Forecasting the future is no easy task. Kiplinger reporters and editors dig deep, leaning on experts in academia and the private sector. We tap our sources in government to understand how regulations will affect emerging technology. Moreover, we look at past and present trends and apply careful, considered judgment to forecast and analyze coming developments.
In the following slides, we highlight some amazing developments that will shape your world in 2030. While many of the picks seem right out of the realm of dazzling science fiction, prepare for them to eventually become commonplace.

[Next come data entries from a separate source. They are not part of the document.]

//! Service status: online session count and gateway parameters.

use axum::extract::State;
use axum::routing::get;
use axum::{Json, Router};
use serde::Serialize;
use utoipa::ToSchema;

use crate::error::ApiError;
use crate::gateway::server::HEARTBEAT_INTERVAL_MS;
use crate::AppState;

pub fn router() -> Router<AppState> {
    Router::new().route("/status", get(status))
}

#[derive(Debug, Serialize, ToSchema)]
pub struct StatusResponse {
    /// Number of currently connected users.
    pub online_count: i64,
    /// Interval clients should heartbeat at, in milliseconds.
    pub heartbeat_interval_ms: u64,
}

#[utoipa::path(
    get,
    path = "/api/v1/status",
    tag = "Status",
    responses((status = 200, description = "Current service status", body = StatusResponse))
)]
pub async fn status(State(state): State<AppState>) -> Result<Json<StatusResponse>, ApiError> {
    let online_count = state.registry.total_online_count().await?;
    Ok(Json(StatusResponse {
        online_count,
        heartbeat_interval_ms: HEARTBEAT_INTERVAL_MS,
    }))
}
mod common;

use std::net::SocketAddr;
use std::time::Duration;

use futures_util::{SinkExt, StreamExt};
use tokio::time;
use tokio_tungstenite::tungstenite;

type WsStream =
    tokio_tungstenite::WebSocketStream<tokio_tungstenite::MaybeTlsStream<tokio::net::TcpStream>>;

/// Helper: start an actual TCP server for WebSocket testing.
/// Returns (addr, state). The server runs in the background.
async fn start_ws_server() -> (SocketAddr, signal_api::AppState) {
    let state = common::test_state();
    let app = signal_api::routes::router().with_state(state.clone());

    let listener = tokio::net::TcpListener::bind("127.0.0.1:0")
        .await
        .expect("bind");
    let addr = listener.local_addr().unwrap();

    tokio::spawn(async move {
        axum::serve(listener, app).await.unwrap();
    });

    (addr, state)
}

/// Helper: connect to the gateway, send IDENTIFY, and read READY.
/// Returns the stream and the assigned session id.
async fn connect_and_identify(
    addr: SocketAddr,
    user_id: i64,
    display_name: &str,
) -> (WsStream, String) {
    let url = format!("ws://{addr}/gateway");
    let (ws_stream, _) = tokio_tungstenite::connect_async(&url)
        .await
        .expect("ws connect");

    let (mut write, mut read) = ws_stream.split();

    let identify = serde_json::json!({
        "op": 1,
        "d": { "user_id": user_id, "display_name": display_name }
    });
    write
        .send(tungstenite::Message::Text(identify.to_string().into()))
        .await
        .expect("send identify");

    let msg = time::timeout(Duration::from_secs(5), read.next())
        .await
        .expect("timeout waiting for READY")
        .expect("stream ended")
        .expect("ws read error");

    let text = msg.into_text().expect("not text");
    let ready: serde_json::Value = serde_json::from_str(&text).expect("parse READY");
    assert_eq!(ready["op"], 0, "READY should be op=0 (DISPATCH)");
    assert_eq!(ready["t"], "READY");

    let session_id = ready["d"]["session_id"].as_str().expect("session_id").to_string();
    assert!(session_id.starts_with("sig_"));
    assert_eq!(ready["d"]["user"]["id"], user_id);
    assert!(ready["d"]["heartbeat_interval_ms"].as_u64().unwrap() > 0);

    let ws = read.reunite(write).expect("reunite");
    (ws, session_id)
}

/// Helper: read dispatches until one matches the event name and predicate.
async fn wait_for_dispatch<F>(ws: &mut WsStream, event_name: &str, predicate: F) -> serde_json::Value
where
    F: Fn(&serde_json::Value) -> bool,
{
    let deadline = Duration::from_secs(5);
    loop {
        let msg = time::timeout(deadline, ws.next())
            .await
            .unwrap_or_else(|_| panic!("timeout waiting for {event_name}"))
            .expect("stream ended")
            .expect("ws read error");

        let text = match msg {
            tungstenite::Message::Text(t) => t,
            _ => continue,
        };
        let value: serde_json::Value = serde_json::from_str(&text).expect("parse dispatch");
        if value["op"] == 0 && value["t"] == event_name && predicate(&value["d"]) {
            return value["d"].clone();
        }
    }
}

async fn send_op(ws: &mut WsStream, op: u8, d: serde_json::Value) {
    let msg = serde_json::json!({ "op": op, "d": d });
    ws.send(tungstenite::Message::Text(msg.to_string().into()))
        .await
        .expect("send");
}

async fn expect_close(ws: &mut WsStream, code: u16) {
    let msg = time::timeout(Duration::from_secs(5), ws.next())
        .await
        .expect("timeout")
        .expect("stream ended")
        .expect("read error");

    match msg {
        tungstenite::Message::Close(Some(frame)) => {
            assert_eq!(
                frame.code,
                tungstenite::protocol::frame::coding::CloseCode::from(code)
            );
        }
        tungstenite::Message::Close(None) => {}
        other => panic!("Expected Close frame, got: {other:?}"),
    }
}

// ---------------------------------------------------------------------------
// Tests
// ---------------------------------------------------------------------------

#[tokio::test]
async fn identify_returns_ready_and_registers_session() {
    let (addr, state) = start_ws_server().await;

    let (_ws, session_id) = connect_and_identify(addr, 1, "alice").await;

    assert!(state.registry.is_connected(1).await.unwrap());
    assert_eq!(
        state.registry.user_id_by_session(&session_id).await.unwrap(),
        Some(1)
    );
    assert_eq!(state.registry.total_online_count().await.unwrap(), 1);
}

#[tokio::test]
async fn first_message_must_be_identify() {
    let (addr, _state) = start_ws_server().await;

    let url = format!("ws://{addr}/gateway");
    let (mut ws, _) = tokio_tungstenite::connect_async(&url)
        .await
        .expect("ws connect");

    send_op(&mut ws, 2, serde_json::json!({})).await;
    expect_close(&mut ws, 4003).await;
}

#[tokio::test]
async fn heartbeat_returns_ack() {
    let (addr, _state) = start_ws_server().await;
    let (mut ws, _) = connect_and_identify(addr, 1, "alice").await;

    send_op(&mut ws, 2, serde_json::json!({})).await;

    let msg = time::timeout(Duration::from_secs(5), ws.next())
        .await
        .expect("timeout")
        .expect("stream ended")
        .expect("read error");
    let text = msg.into_text().expect("not text");
    let ack: serde_json::Value = serde_json::from_str(&text).expect("parse ack");
    assert_eq!(ack["op"], 3);
}

#[tokio::test]
async fn unknown_opcode_closes_connection() {
    let (addr, _state) = start_ws_server().await;
    let (mut ws, _) = connect_and_identify(addr, 1, "alice").await;

    send_op(&mut ws, 99, serde_json::json!({})).await;
    expect_close(&mut ws, 4001).await;
}

#[tokio::test]
async fn enter_room_replies_and_broadcasts_member_joined() {
    let (addr, state) = start_ws_server().await;
    let (mut alice, _) = connect_and_identify(addr, 1, "alice").await;
    let (mut bob, _) = connect_and_identify(addr, 2, "bob").await;

    send_op(&mut alice, 4, serde_json::json!({ "room_id": 7 })).await;
    let joined = wait_for_dispatch(&mut alice, "ROOM_JOINED", |_| true).await;
    assert_eq!(joined["room_id"], 7);
    assert_eq!(joined["participants"], serde_json::json!([1]));

    send_op(&mut bob, 4, serde_json::json!({ "room_id": 7 })).await;
    let joined = wait_for_dispatch(&mut bob, "ROOM_JOINED", |_| true).await;
    assert_eq!(joined["participants"], serde_json::json!([1, 2]));
    assert_eq!(joined["participant_count"], 2);

    // Alice is told about bob.
    let member = wait_for_dispatch(&mut alice, "MEMBER_JOINED", |d| d["user_id"] == 2).await;
    assert_eq!(member["display_name"], "bob");

    assert_eq!(state.presence.participant_count(7).await.unwrap(), 2);
}

#[tokio::test]
async fn exit_room_notifies_remaining_members() {
    let (addr, state) = start_ws_server().await;
    let (mut alice, _) = connect_and_identify(addr, 1, "alice").await;
    let (mut bob, _) = connect_and_identify(addr, 2, "bob").await;

    send_op(&mut alice, 4, serde_json::json!({ "room_id": 7 })).await;
    wait_for_dispatch(&mut alice, "ROOM_JOINED", |_| true).await;
    send_op(&mut bob, 4, serde_json::json!({ "room_id": 7 })).await;
    wait_for_dispatch(&mut bob, "ROOM_JOINED", |_| true).await;

    send_op(&mut bob, 5, serde_json::json!({ "room_id": 7 })).await;
    let left = wait_for_dispatch(&mut bob, "ROOM_LEFT", |_| true).await;
    assert_eq!(left["room_id"], 7);

    wait_for_dispatch(&mut alice, "MEMBER_LEFT", |d| d["user_id"] == 2).await;

    assert_eq!(state.presence.participant_count(7).await.unwrap(), 1);
    assert_eq!(state.presence.current_room_id(2).await.unwrap(), None);
}

#[tokio::test]
async fn entering_second_room_leaves_the_first() {
    let (addr, state) = start_ws_server().await;
    let (mut alice, _) = connect_and_identify(addr, 1, "alice").await;

    send_op(&mut alice, 4, serde_json::json!({ "room_id": 7 })).await;
    wait_for_dispatch(&mut alice, "ROOM_JOINED", |d| d["room_id"] == 7).await;

    send_op(&mut alice, 4, serde_json::json!({ "room_id": 8 })).await;
    wait_for_dispatch(&mut alice, "ROOM_JOINED", |d| d["room_id"] == 8).await;

    assert_eq!(state.presence.participant_count(7).await.unwrap(), 0);
    assert_eq!(state.presence.current_room_id(1).await.unwrap(), Some(8));
}

#[tokio::test]
async fn offer_is_delivered_only_to_target() {
    let (addr, _state) = start_ws_server().await;
    let (mut alice, _) = connect_and_identify(addr, 1, "alice").await;
    let (mut bob, _) = connect_and_identify(addr, 2, "bob").await;

    send_op(&mut alice, 4, serde_json::json!({ "room_id": 7 })).await;
    wait_for_dispatch(&mut alice, "ROOM_JOINED", |_| true).await;
    send_op(&mut bob, 4, serde_json::json!({ "room_id": 7 })).await;
    wait_for_dispatch(&mut bob, "ROOM_JOINED", |_| true).await;
    // Bob sees his own join broadcast; drain it before asserting silence.
    wait_for_dispatch(&mut bob, "MEMBER_JOINED", |d| d["user_id"] == 2).await;

    send_op(
        &mut bob,
        8,
        serde_json::json!({
            "type": "OFFER",
            "room_id": 7,
            "target_user_id": 1,
            "sdp": "v=0 test-offer",
            "media_type": "VIDEO"
        }),
    )
    .await;

    let signal = wait_for_dispatch(&mut alice, "WEBRTC_SIGNAL", |_| true).await;
    assert_eq!(signal["type"], "OFFER");
    assert_eq!(signal["from_user_id"], 2);
    assert_eq!(signal["target_user_id"], 1);
    assert_eq!(signal["sdp"], "v=0 test-offer");

    // Nothing comes back to the sender.
    let nothing = time::timeout(Duration::from_millis(300), bob.next()).await;
    assert!(nothing.is_err(), "sender should receive no echo");
}

#[tokio::test]
async fn signal_to_non_member_reports_validation_error() {
    let (addr, _state) = start_ws_server().await;
    let (mut alice, _) = connect_and_identify(addr, 1, "alice").await;

    send_op(&mut alice, 4, serde_json::json!({ "room_id": 7 })).await;
    wait_for_dispatch(&mut alice, "ROOM_JOINED", |_| true).await;

    send_op(
        &mut alice,
        8,
        serde_json::json!({
            "type": "OFFER",
            "room_id": 7,
            "target_user_id": 999,
            "sdp": "v=0"
        }),
    )
    .await;

    let error = wait_for_dispatch(&mut alice, "ERROR", |_| true).await;
    assert_eq!(error["code"], "VALIDATION_FAILED");
}

#[tokio::test]
async fn signal_to_offline_member_reports_target_offline() {
    let (addr, state) = start_ws_server().await;
    let (mut alice, _) = connect_and_identify(addr, 1, "alice").await;
    let (mut bob, bob_session) = connect_and_identify(addr, 2, "bob").await;

    send_op(&mut alice, 4, serde_json::json!({ "room_id": 7 })).await;
    wait_for_dispatch(&mut alice, "ROOM_JOINED", |_| true).await;
    send_op(&mut bob, 4, serde_json::json!({ "room_id": 7 })).await;
    wait_for_dispatch(&mut bob, "ROOM_JOINED", |_| true).await;

    // Kill bob's session record while his room membership lingers.
    state.registry.terminate_session(&bob_session).await.unwrap();

    send_op(
        &mut alice,
        8,
        serde_json::json!({
            "type": "ICE_CANDIDATE",
            "room_id": 7,
            "target_user_id": 2,
            "candidate": "candidate:0 1 UDP 1 192.0.2.1 3478 typ host"
        }),
    )
    .await;

    let error = wait_for_dispatch(&mut alice, "ERROR", |_| true).await;
    assert_eq!(error["code"], "TARGET_OFFLINE");
}

#[tokio::test]
async fn media_toggle_is_broadcast_to_the_room() {
    let (addr, _state) = start_ws_server().await;
    let (mut alice, _) = connect_and_identify(addr, 1, "alice").await;
    let (mut bob, _) = connect_and_identify(addr, 2, "bob").await;

    send_op(&mut alice, 4, serde_json::json!({ "room_id": 7 })).await;
    wait_for_dispatch(&mut alice, "ROOM_JOINED", |_| true).await;
    send_op(&mut bob, 4, serde_json::json!({ "room_id": 7 })).await;
    wait_for_dispatch(&mut bob, "ROOM_JOINED", |_| true).await;

    send_op(
        &mut bob,
        8,
        serde_json::json!({
            "type": "MEDIA_TOGGLE",
            "room_id": 7,
            "media_type": "AUDIO",
            "enabled": false
        }),
    )
    .await;

    let media = wait_for_dispatch(&mut alice, "MEDIA_STATE", |_| true).await;
    assert_eq!(media["user_id"], 2);
    assert_eq!(media["media_type"], "AUDIO");
    assert_eq!(media["enabled"], false);
}

#[tokio::test]
async fn disconnect_cleans_up_session_and_rooms() {
    let (addr, state) = start_ws_server().await;
    let (mut alice, session_id) = connect_and_identify(addr, 1, "alice").await;

    send_op(&mut alice, 4, serde_json::json!({ "room_id": 7 })).await;
    wait_for_dispatch(&mut alice, "ROOM_JOINED", |_| true).await;

    alice
        .close(None)
        .await
        .expect("close");
    drop(alice);

    // Cleanup happens after the server notices the close.
    let mut cleaned = false;
    for _ in 0..50 {
        if !state.registry.is_connected(1).await.unwrap()
            && state.presence.participant_count(7).await.unwrap() == 0
        {
            cleaned = true;
            break;
        }
        time::sleep(Duration::from_millis(100)).await;
    }
    assert!(cleaned, "disconnect should remove session and room presence");
    assert_eq!(
        state.registry.user_id_by_session(&session_id).await.unwrap(),
        None
    );
    assert_eq!(state.registry.total_online_count().await.unwrap(), 0);
}

#[tokio::test]
async fn duplicate_login_closes_previous_connection() {
    let (addr, _state) = start_ws_server().await;
    let (mut first, _) = connect_and_identify(addr, 1, "alice").await;
    let (_second, _) = connect_and_identify(addr, 1, "alice").await;

    // The superseded connection gets closed promptly, not left to idle
    // until heartbeat timeout.
    expect_close(&mut first, 4010).await;
}

#[tokio::test]
async fn duplicate_login_evicts_previous_session() {
    let (addr, state) = start_ws_server().await;
    let (_first, first_session) = connect_and_identify(addr, 1, "alice").await;
    let (_second, second_session) = connect_and_identify(addr, 1, "alice").await;

    assert_ne!(first_session, second_session);
    assert_eq!(
        state.registry.user_id_by_session(&first_session).await.unwrap(),
        None
    );
    assert_eq!(
        state
            .registry
            .session_info(1)
            .await
            .unwrap()
            .map(|info| info.session_id),
        Some(second_session)
    );
    assert_eq!(state.registry.total_online_count().await.unwrap(), 1);
}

A typical day in 2030 will begin with a soothing voice emanating from your iPhone (version 14 by then, we figure) to bid you good morning, while the room fills with light and a scent of your choosing: coffee? bacon? The devices, advanced version of today’s plugins, will attach to phones or work wirelessly. Personalized scents will deliver a cognitive boost or a restful waft when you need it. Online shoppers will be able to sniff flowers, food or cologne before buying. Leading the charge: Many start-up firms, as well as leading purveyors of fragrance sprays and other scent-emitting devices.
ON YOUTUBE: This Phone Smells Like Popcorn
In 2030, the only thing to blame for a bad night’s sleep will be yourself (or the kids/dogs/cats). You’ll generally sleep well, thanks to a bed packed with sensors that automatically adjust to your body’s pressure points. The bed also controls temperature and monitors sweat, stress and heart rate via sensors. Also included: a mobile app for combining sleep data with diet and exercise for personalized tips.
Got milk? In 2030, your refrigerator will monitor inventory and order items you’ve requested to have on hand for dinner tonight. The Internet-enabled device will have a chip that allows it to pay for the items, too, without having to ask you for authorization.
In 2030, most food will look the same way it always has, but it will be produced much differently. Vertical agriculture will be all the rage — growing fruits, vegetables and grains in buildings controlled with artificial intelligence, rather than on horizontal land. Meat will be grown under laboratory conditions with stem cells taken from livestock.
The impact on agriculture, pollution and land-use trends will be profound. In 2015, nearly one-third of the world’s land was used to raise crops and livestock. By 2030, much of the arable land will be back to its natural state — a plus for the environment. Vertical farming recycles nutrients and dispenses with pesticides. Lab-grown meat reduces reliance on antibiotics. Reduced use of pesticides and antibiotics helps the environment.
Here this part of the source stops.